2) In today’s gospel Jesus says to his disciples and us, “You are the light of the world.” He is the light, and we as Christians are a reflection of his light. How can we be light to one another?
Do you remember the song, You Light Up My Life, by Debbie Boone? It was popular in the seventies. One day I attended high school talent show. And one of the acts was a freshman girl who lip-synched the words to this song. This young girl stood in the middle of the stage, moving her lips.
She had on a long fancy dress. Under her dress was a string of Christmas tree lights, unlit. And when she came to the chorus and the words, “You light up my life,” a friend of hers off to the side plugged the electric chord in and out of the socket, and the lights under the girl’s dress would on and off. She never cracked a smile, just went on moving her lips. I never forgot that skit. She took first place. (Years later I did her wedding.)
What is it that can light up everybody’s life? I submit one answer: Appreciation.
Psychologist William James said, “The deepest principle in human nature is the craving to be appreciated.” Do you want to make people light up? Appreciate them. Thank them.
Two weeks ago we celebrated Catholic Schools Week. There were special days set aside to show appreciation: to parents, to teachers, to clergy and to students. I assure you the school was full of light all week long with people feeling appreciated.
On Thursday of that week many of the students preformed in a talent show. There was much clapping and shouting out, all of us showing our appreciation to them.
Yes, appreciation can light up a lot of lives.
3) Everyday the news reminds us of the darkness that exists around the world.
If we were baptized as a child, these words were said to our parents or godparents as they received a candle:
Dear Parents, this light is entrusted to you to be kept burning brightly. This child of yours has been enlightened by Christ. This child is to walk always as a child of the light. May this child keep the flame of faith alive in his (her) heart. Yes, the flame of faith burning in our hearts casts out darkness.
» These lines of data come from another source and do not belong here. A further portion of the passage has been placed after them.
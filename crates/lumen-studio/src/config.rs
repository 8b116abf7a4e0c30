use std::path::PathBuf;

use clap::Parser;

/// Studio configuration, from the command line.
#[derive(Parser, Debug, Clone, PartialEq)]
#[command(version, about = "Projection mapping studio", long_about = None)]
pub struct StudioConfig {
    /// Image projected onto the demo surface. Without one, a generated
    /// pattern is streamed from a producer thread.
    #[arg(value_name = "IMAGE")]
    pub image: Option<PathBuf>,

    /// Where Ctrl+S writes the scene description.
    #[arg(short = 's', long = "save", value_name = "PATH", default_value = "lumen-scene.json")]
    pub save_path: PathBuf,

    /// Borderless fullscreen output.
    #[arg(short = 'F', long = "fullscreen")]
    pub fullscreen: bool,

    /// Monitor index used with --fullscreen.
    #[arg(short = 'm', long = "monitor", value_name = "N")]
    pub monitor: Option<usize>,

    /// Filter for the logger, e.g. "debug" or "lumen_engine=debug,wgpu=warn".
    #[arg(long = "log", value_name = "FILTER")]
    pub log_filter: Option<String>,

    #[arg(long = "title", default_value = "lumen studio")]
    pub title: String,
}

impl Default for StudioConfig {
    fn default() -> Self {
        Self::parse_from(["lumen-studio"])
    }
}

#[cfg(test)]
mod tests {
    use super::*;

    fn parse(args: &[&str]) -> StudioConfig {
        StudioConfig::try_parse_from(std::iter::once("lumen-studio").chain(args.iter().copied()))
            .unwrap()
    }

    #[test]
    fn first_positional_is_the_image() {
        let c = parse(&["shot.png"]);
        assert_eq!(c.image, Some(PathBuf::from("shot.png")));
        assert_eq!(c.save_path, PathBuf::from("lumen-scene.json"));
        assert!(!c.fullscreen);
    }

    #[test]
    fn flags_override_defaults() {
        let c = parse(&["--save", "out.json", "-F", "--monitor", "1", "--log", "debug"]);
        assert_eq!(c.image, None);
        assert_eq!(c.save_path, PathBuf::from("out.json"));
        assert!(c.fullscreen);
        assert_eq!(c.monitor, Some(1));
        assert_eq!(c.log_filter.as_deref(), Some("debug"));
    }

    #[test]
    fn bad_monitor_is_rejected() {
        let args = ["lumen-studio", "--monitor", "left"];
        assert!(StudioConfig::try_parse_from(args).is_err());
    }

    #[test]
    fn command_is_well_formed() {
        use clap::CommandFactory;
        StudioConfig::command().debug_assert();
    }
}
Martin Luther King, Jr. said, “Darkness cannot drive out darkness; only light can do that. Hate cannot drive out hate; only love can do that.”
We are called to be light to the world. The flame of love burning in our hearts casts out darkness.
To be light to the world also means we help lighten another load others are carrying. This week we are called upon to lighten the load of poorer areas of the archdiocese by giving to the Together in Mission collection. A generous spirit burning in our hearts casts out darkness.
4) Finally, each day we are blessed with the sun. The sun gives us light. The sun gives us warmth. And sun helps us things to grow. As Christians we are called to be like the sun to one another. We are called…
…to be that light that helps others see their inner goodness and beauty,
…to be that warmth that is appreciation, compassion and love,
…and, by our example, to inspire others to grow and be their best self.
Light. Warmth. And growth…
The sun is also very faithful. Never misses a day. Always rises, and always sets. To be like the sun to one another is to be faithful and true, there to be counted upon, in good times and in bad.
Christ our light is faithful, always there for us, in good times and in bad. His light will never go out.
So we pray:
Into your hands, Father,
we commend our spirit.
and light up the world – through us.